Problem requirements: Throughout the entries below, report every line where "filename" is found.
*** Task input ***
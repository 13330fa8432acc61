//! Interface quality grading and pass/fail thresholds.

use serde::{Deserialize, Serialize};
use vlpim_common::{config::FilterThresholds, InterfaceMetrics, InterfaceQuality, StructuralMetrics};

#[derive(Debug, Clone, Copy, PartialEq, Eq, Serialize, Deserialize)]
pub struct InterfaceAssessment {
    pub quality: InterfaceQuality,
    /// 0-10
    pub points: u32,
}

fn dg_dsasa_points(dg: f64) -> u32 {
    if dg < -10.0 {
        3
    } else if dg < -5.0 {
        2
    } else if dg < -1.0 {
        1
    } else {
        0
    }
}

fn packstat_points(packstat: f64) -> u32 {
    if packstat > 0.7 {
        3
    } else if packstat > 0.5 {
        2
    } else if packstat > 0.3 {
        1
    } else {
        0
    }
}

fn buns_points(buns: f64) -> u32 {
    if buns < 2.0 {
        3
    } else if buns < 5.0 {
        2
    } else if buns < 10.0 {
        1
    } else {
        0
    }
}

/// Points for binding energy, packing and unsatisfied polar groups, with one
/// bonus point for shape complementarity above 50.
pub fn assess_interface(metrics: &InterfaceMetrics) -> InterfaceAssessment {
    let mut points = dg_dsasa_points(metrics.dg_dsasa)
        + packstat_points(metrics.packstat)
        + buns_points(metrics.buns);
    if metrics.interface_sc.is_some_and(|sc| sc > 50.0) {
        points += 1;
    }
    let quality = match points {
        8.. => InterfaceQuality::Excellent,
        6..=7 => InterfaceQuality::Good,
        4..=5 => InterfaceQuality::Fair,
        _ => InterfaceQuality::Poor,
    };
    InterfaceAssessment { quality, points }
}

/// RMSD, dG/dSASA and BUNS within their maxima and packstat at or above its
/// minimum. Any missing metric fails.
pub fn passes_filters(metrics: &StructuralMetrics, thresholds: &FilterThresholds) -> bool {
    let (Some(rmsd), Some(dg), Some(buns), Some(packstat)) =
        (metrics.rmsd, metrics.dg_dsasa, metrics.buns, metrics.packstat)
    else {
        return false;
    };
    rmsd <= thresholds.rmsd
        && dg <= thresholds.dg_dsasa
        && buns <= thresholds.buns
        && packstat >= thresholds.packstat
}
*** End of Task input ***
*** Task input ***
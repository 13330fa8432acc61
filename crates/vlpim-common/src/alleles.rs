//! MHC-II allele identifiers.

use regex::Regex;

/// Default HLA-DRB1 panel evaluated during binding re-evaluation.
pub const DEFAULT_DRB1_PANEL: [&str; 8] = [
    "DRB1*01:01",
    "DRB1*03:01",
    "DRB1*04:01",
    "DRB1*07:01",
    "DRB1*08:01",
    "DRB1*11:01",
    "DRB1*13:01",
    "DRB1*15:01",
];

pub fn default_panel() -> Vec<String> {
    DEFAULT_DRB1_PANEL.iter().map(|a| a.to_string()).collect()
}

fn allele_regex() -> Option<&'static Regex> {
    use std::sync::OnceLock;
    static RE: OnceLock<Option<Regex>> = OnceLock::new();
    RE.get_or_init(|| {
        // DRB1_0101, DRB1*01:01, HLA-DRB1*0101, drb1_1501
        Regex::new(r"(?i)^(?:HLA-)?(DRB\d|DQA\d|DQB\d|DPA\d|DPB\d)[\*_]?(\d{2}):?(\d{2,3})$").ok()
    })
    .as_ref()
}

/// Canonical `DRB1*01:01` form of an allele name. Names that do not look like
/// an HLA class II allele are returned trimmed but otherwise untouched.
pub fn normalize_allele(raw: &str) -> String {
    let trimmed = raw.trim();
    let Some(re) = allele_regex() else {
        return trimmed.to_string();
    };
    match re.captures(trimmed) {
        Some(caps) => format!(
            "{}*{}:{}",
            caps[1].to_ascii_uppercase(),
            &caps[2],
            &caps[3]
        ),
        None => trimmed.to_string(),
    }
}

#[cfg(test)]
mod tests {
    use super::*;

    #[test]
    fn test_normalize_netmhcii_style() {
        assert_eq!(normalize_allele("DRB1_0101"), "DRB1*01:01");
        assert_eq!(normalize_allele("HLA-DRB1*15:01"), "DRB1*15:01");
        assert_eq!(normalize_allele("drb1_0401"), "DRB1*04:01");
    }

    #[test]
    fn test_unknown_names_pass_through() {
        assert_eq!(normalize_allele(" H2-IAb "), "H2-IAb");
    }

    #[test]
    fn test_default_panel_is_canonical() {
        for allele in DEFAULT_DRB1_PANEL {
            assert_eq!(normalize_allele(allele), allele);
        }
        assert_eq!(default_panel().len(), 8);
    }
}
*** End of Task input ***
*** Task input ***
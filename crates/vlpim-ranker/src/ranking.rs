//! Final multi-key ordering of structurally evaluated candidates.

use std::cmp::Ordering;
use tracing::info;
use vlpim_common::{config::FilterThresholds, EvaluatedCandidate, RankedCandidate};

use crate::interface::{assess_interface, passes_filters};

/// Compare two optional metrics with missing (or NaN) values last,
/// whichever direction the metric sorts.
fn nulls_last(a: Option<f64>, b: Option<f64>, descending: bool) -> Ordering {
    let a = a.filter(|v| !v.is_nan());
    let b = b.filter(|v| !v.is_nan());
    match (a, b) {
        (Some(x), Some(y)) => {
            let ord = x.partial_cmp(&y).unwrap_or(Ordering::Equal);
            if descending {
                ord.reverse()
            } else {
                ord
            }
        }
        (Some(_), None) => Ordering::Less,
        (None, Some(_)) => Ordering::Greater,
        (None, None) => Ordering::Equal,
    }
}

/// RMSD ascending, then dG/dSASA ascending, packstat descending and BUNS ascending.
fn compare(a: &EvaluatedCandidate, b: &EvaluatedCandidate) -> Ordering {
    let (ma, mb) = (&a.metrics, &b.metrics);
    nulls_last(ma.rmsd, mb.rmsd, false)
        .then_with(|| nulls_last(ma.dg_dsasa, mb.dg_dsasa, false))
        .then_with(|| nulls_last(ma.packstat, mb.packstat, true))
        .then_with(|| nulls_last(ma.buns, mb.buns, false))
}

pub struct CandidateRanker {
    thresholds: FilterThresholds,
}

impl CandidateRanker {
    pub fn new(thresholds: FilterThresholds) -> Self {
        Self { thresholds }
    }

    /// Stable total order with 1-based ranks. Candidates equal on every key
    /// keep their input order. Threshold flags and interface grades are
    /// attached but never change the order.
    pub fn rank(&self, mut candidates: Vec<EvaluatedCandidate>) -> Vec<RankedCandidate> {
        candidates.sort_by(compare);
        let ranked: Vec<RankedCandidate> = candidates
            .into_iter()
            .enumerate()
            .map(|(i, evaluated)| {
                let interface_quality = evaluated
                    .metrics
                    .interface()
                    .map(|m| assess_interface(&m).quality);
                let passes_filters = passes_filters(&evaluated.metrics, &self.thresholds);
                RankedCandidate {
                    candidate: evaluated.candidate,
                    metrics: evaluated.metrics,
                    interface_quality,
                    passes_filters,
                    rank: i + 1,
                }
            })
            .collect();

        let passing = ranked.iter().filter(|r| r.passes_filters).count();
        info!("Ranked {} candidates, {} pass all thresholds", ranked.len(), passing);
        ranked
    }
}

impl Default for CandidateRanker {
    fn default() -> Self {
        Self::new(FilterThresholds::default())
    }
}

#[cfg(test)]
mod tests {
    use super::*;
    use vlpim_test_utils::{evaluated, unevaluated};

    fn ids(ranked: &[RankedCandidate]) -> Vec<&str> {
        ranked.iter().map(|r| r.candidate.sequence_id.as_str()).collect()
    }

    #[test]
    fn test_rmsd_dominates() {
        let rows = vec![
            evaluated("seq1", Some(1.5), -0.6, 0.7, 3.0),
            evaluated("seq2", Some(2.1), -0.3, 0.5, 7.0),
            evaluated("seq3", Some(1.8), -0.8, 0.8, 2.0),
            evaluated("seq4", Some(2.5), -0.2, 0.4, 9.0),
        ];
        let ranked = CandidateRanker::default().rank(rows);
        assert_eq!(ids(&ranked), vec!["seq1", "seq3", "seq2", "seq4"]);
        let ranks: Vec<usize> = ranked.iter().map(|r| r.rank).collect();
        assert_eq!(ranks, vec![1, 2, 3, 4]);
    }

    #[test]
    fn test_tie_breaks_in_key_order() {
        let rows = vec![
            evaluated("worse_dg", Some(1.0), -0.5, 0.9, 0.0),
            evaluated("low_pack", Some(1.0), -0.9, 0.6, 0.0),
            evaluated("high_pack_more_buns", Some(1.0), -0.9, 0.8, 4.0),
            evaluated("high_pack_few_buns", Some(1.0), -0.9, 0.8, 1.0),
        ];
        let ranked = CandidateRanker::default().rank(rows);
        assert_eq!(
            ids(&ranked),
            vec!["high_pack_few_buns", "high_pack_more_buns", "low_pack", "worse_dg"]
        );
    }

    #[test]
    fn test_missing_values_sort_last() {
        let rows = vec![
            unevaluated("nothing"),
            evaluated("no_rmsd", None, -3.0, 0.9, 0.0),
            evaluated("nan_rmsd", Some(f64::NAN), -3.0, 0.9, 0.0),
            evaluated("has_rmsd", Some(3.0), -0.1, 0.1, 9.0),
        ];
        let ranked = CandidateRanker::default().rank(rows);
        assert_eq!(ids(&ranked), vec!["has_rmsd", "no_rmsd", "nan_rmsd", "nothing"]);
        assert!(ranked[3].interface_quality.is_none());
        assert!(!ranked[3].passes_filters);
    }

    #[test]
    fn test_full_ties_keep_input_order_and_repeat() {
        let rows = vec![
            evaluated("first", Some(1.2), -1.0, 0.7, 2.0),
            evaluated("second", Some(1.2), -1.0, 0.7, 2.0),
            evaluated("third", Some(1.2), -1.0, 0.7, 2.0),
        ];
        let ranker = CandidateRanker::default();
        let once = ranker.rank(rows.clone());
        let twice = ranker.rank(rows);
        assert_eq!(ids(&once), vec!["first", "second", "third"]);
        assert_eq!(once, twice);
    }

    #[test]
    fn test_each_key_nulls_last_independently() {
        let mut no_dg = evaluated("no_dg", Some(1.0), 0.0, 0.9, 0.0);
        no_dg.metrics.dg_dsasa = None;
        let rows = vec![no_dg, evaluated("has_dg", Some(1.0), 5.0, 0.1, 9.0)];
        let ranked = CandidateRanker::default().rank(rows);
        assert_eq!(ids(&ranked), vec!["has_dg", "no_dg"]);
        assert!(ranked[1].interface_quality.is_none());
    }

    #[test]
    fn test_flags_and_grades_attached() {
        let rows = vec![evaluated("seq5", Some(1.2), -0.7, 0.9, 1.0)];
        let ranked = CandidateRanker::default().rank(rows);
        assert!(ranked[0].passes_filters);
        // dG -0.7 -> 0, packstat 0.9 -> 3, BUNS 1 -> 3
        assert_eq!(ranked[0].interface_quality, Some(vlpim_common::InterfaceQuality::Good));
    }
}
*** End of Task input ***
Exercise result:
filename crates/vlpim-common/src/alleles.rs
filename crates/vlpim-ranker/src/ranking.rs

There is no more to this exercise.